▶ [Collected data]
****
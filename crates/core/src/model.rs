//! Page data model and the wire formats it is decoded from
//!
//! Text layout and link annotations arrive as JSON produced by an extractor
//! running against the source document. Both are decoded leniently: missing
//! optional fields default, unusable entries are dropped, and geometry is
//! left as-is for the overlay layers to clamp or skip.

use serde::{Deserialize, Serialize};
use std::sync::Arc;
use viewer_core::{Size, SourceBox};

/// One-based physical page number
pub type PageNumber = u32;

/// Opaque handle to a decoded raster owned by a page surface
#[derive(Debug, Clone, Copy, PartialEq, Eq, Hash, Serialize)]
pub struct ResourceHandle(pub u64);

#[derive(Debug, Clone, Copy, PartialEq, Eq, Serialize)]
pub enum LoadState {
    Loading,
    Ready,
    Failed,
    Retrying,
}

/// Raw image bytes plus the natural resolution probed from them
#[derive(Debug, Clone, PartialEq)]
pub struct RasterPayload {
    pub bytes: Arc<[u8]>,
    pub natural: Size,
}

impl RasterPayload {
    pub fn new(bytes: impl Into<Arc<[u8]>>, natural: Size) -> Self {
        Self {
            bytes: bytes.into(),
            natural,
        }
    }
}

/// A page image held by exactly one page surface
#[derive(Debug, Clone, PartialEq)]
pub struct PageRaster {
    pub page_number: PageNumber,
    pub resource: ResourceHandle,
    pub payload: RasterPayload,
    pub rendered: Size,
    pub load_state: LoadState,
}

impl PageRaster {
    pub fn natural(&self) -> Size {
        self.payload.natural
    }
}

/// Font style bits as emitted by the text extractor
#[derive(Debug, Clone, Copy, PartialEq, Eq, Default, Serialize, Deserialize)]
#[serde(transparent)]
pub struct StyleFlags(pub u32);

impl StyleFlags {
    const ITALIC: u32 = 1 << 1;
    const BOLD: u32 = 1 << 4;

    pub fn is_bold(self) -> bool {
        self.0 & Self::BOLD != 0
    }

    pub fn is_italic(self) -> bool {
        self.0 & Self::ITALIC != 0
    }
}

/// Position of a span inside the extractor's block / line hierarchy
#[derive(Debug, Clone, Copy, PartialEq, Eq, Hash, PartialOrd, Ord, Serialize)]
pub struct SpanKey {
    pub block: u32,
    pub line: u32,
    pub span: u32,
}

#[derive(Debug, Clone, PartialEq)]
pub struct Span {
    pub key: SpanKey,
    pub text: String,
    pub bbox: SourceBox,
    pub font_size: f32,
    pub font: String,
    pub flags: StyleFlags,
}

/// Extracted text geometry for one page, in source layout units
#[derive(Debug, Clone, PartialEq)]
pub struct TextLayout {
    pub page_number: PageNumber,
    pub source_width: f32,
    pub source_height: f32,
    /// Reading order
    pub spans: Vec<Span>,
}

impl TextLayout {
    pub fn source_size(&self) -> Size {
        Size::new(self.source_width, self.source_height)
    }

    pub fn from_json(page_number: PageNumber, json: &str) -> Result<Self, serde_json::Error> {
        let wire: TextLayoutWire = serde_json::from_str(json)?;
        Ok(Self::from_wire(page_number, wire))
    }

    pub fn from_wire(page_number: PageNumber, wire: TextLayoutWire) -> Self {
        let mut spans = Vec::new();

        for (block_index, block) in wire.blocks.into_iter().enumerate() {
            for (line_index, line) in block.lines.into_iter().enumerate() {
                for (span_index, span) in line.spans.into_iter().enumerate() {
                    spans.push(Span {
                        key: SpanKey {
                            block: block_index as u32,
                            line: line_index as u32,
                            span: span_index as u32,
                        },
                        text: span.text,
                        bbox: span.bbox,
                        font_size: span.size,
                        font: span.font,
                        flags: span.flags,
                    });
                }
            }
        }

        Self {
            page_number: wire.page.unwrap_or(page_number),
            source_width: wire.width,
            source_height: wire.height,
            spans,
        }
    }
}

#[derive(Debug, Clone, Deserialize)]
pub struct TextLayoutWire {
    #[serde(default)]
    pub page: Option<PageNumber>,
    pub width: f32,
    pub height: f32,
    #[serde(default)]
    pub blocks: Vec<BlockWire>,
}

#[derive(Debug, Clone, Deserialize)]
pub struct BlockWire {
    #[serde(default)]
    pub lines: Vec<LineWire>,
}

#[derive(Debug, Clone, Deserialize)]
pub struct LineWire {
    #[serde(default)]
    pub spans: Vec<SpanWire>,
}

#[derive(Debug, Clone, Deserialize)]
pub struct SpanWire {
    #[serde(default)]
    pub text: String,
    pub bbox: SourceBox,
    #[serde(default)]
    pub font: String,
    #[serde(default)]
    pub size: f32,
    #[serde(default)]
    pub flags: StyleFlags,
}

#[derive(Debug, Clone, PartialEq, Eq, Serialize)]
#[serde(tag = "kind", content = "value")]
pub enum LinkTarget {
    External(String),
    InternalPage(PageNumber),
    /// Named destination; resolving it to a page is the host's job.
    InternalDest(String),
}

#[derive(Debug, Clone, PartialEq)]
pub struct LinkAnnotation {
    pub rect: SourceBox,
    pub target: LinkTarget,
}

#[derive(Debug, Clone, Default, Deserialize)]
pub struct LinksWire {
    #[serde(default)]
    pub links: Vec<LinkWire>,
}

#[derive(Debug, Clone, Deserialize)]
pub struct LinkWire {
    pub rect: SourceBox,
    #[serde(default)]
    pub uri: Option<String>,
    #[serde(default)]
    pub page: Option<f64>,
    #[serde(default)]
    pub dest: Option<String>,
}

impl LinkWire {
    /// Web URIs win, then a positive page, then a named destination, then
    /// any other URI scheme. Entries with none of these are ignored.
    pub fn classify(&self) -> Option<LinkTarget> {
        let uri = self.uri.as_deref().map(str::trim);
        let uri = uri.filter(|uri| !uri.is_empty());

        if let Some(uri) = uri.filter(|uri| is_web_uri(uri)) {
            return Some(LinkTarget::External(uri.to_owned()));
        }

        if let Some(page) = self.page.filter(|page| page.is_finite() && *page >= 1.0) {
            return Some(LinkTarget::InternalPage(page as PageNumber));
        }

        if let Some(dest) = self.dest.as_deref().filter(|dest| !dest.is_empty()) {
            return Some(LinkTarget::InternalDest(dest.to_owned()));
        }

        uri.map(|uri| LinkTarget::External(uri.to_owned()))
    }
}

fn is_web_uri(uri: &str) -> bool {
    let lower = uri.get(..8).unwrap_or(uri).to_ascii_lowercase();
    lower.starts_with("http://") || lower.starts_with("https://")
}

pub fn links_from_wire(wire: LinksWire) -> Vec<LinkAnnotation> {
    wire.links
        .into_iter()
        .filter_map(|link| {
            let target = link.classify()?;
            Some(LinkAnnotation {
                rect: link.rect,
                target,
            })
        })
        .collect()
}

pub fn links_from_json(json: &str) -> Result<Vec<LinkAnnotation>, serde_json::Error> {
    let wire: LinksWire = serde_json::from_str(json)?;
    Ok(links_from_wire(wire))
}

/// Page sizes offered for paging through search results
pub const SEARCH_PAGE_SIZES: [u32; 5] = [25, 50, 100, 200, 500];

#[derive(Debug, Clone, PartialEq, Eq, Serialize)]
pub struct SearchRequest {
    pub query: String,
    /// One-based results page
    pub page: u32,
    pub page_size: u32,
}

impl SearchRequest {
    pub fn new(query: impl Into<String>) -> Self {
        Self {
            query: query.into(),
            page: 1,
            page_size: 50,
        }
    }

    pub fn with_page(mut self, page: u32) -> Self {
        self.page = page.max(1);
        self
    }

    pub fn with_page_size(mut self, page_size: u32) -> Self {
        self.page_size = page_size.max(1);
        self
    }
}

#[derive(Debug, Clone, PartialEq, Serialize, Deserialize)]
pub struct SearchHit {
    pub page: PageNumber,
    #[serde(default)]
    pub lines: Vec<String>,
    #[serde(default, skip_serializing_if = "Option::is_none")]
    pub content: Option<String>,
}

#[derive(Debug, Clone, PartialEq, Serialize, Deserialize)]
pub struct SearchResponse {
    #[serde(default)]
    pub results: Vec<SearchHit>,
    #[serde(default, alias = "totalResults")]
    pub total_results: u64,
    #[serde(default = "one", alias = "totalPages")]
    pub total_pages: u32,
}

fn one() -> u32 {
    1
}

impl SearchResponse {
    pub fn has_previous(&self, current_page: u32) -> bool {
        current_page > 1
    }

    pub fn has_next(&self, current_page: u32) -> bool {
        current_page < self.total_pages
    }
}

#[derive(Debug, Clone, PartialEq, Eq, Serialize, Deserialize)]
pub struct DocumentInfo {
    pub total_pages: u32,
    #[serde(default)]
    pub title: String,
    #[serde(default)]
    pub author: String,
}

#[derive(Debug, Clone, PartialEq, Eq, Serialize, Deserialize)]
pub struct Bookmark {
    pub title: String,
    pub page: PageNumber,
    #[serde(default)]
    pub children: Vec<Bookmark>,
}

impl Bookmark {
    /// Depth-first `(depth, bookmark)` pairs, parents before children.
    pub fn flatten(bookmarks: &[Bookmark]) -> Vec<(usize, &Bookmark)> {
        fn walk<'a>(nodes: &'a [Bookmark], depth: usize, out: &mut Vec<(usize, &'a Bookmark)>) {
            for node in nodes {
                out.push((depth, node));
                walk(&node.children, depth + 1, out);
            }
        }

        let mut out = Vec::new();
        walk(bookmarks, 0, &mut out);
        out
    }

    pub fn find<'a>(bookmarks: &'a [Bookmark], title: &str) -> Option<&'a Bookmark> {
        Self::flatten(bookmarks)
            .into_iter()
            .map(|(_, bookmark)| bookmark)
            .find(|b| b.title == title)
    }
}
****
Set down, exactly as they stand above, the lines starting with the line with "is decoded from" and going on through the line with "pub type PageNumber = u32;", and no others.

//! Page data model and the wire formats it is decoded from
//!
//! Text layout and link annotations arrive as JSON produced by an extractor
//! running against the source document. Both are decoded leniently: missing
//! optional fields default, unusable entries are dropped, and geometry is
//! left as-is for the overlay layers to clamp or skip.

use serde::{Deserialize, Serialize};
use std::sync::Arc;
use viewer_core::{Size, SourceBox};

/// One-based physical page number
pub type PageNumber = u32;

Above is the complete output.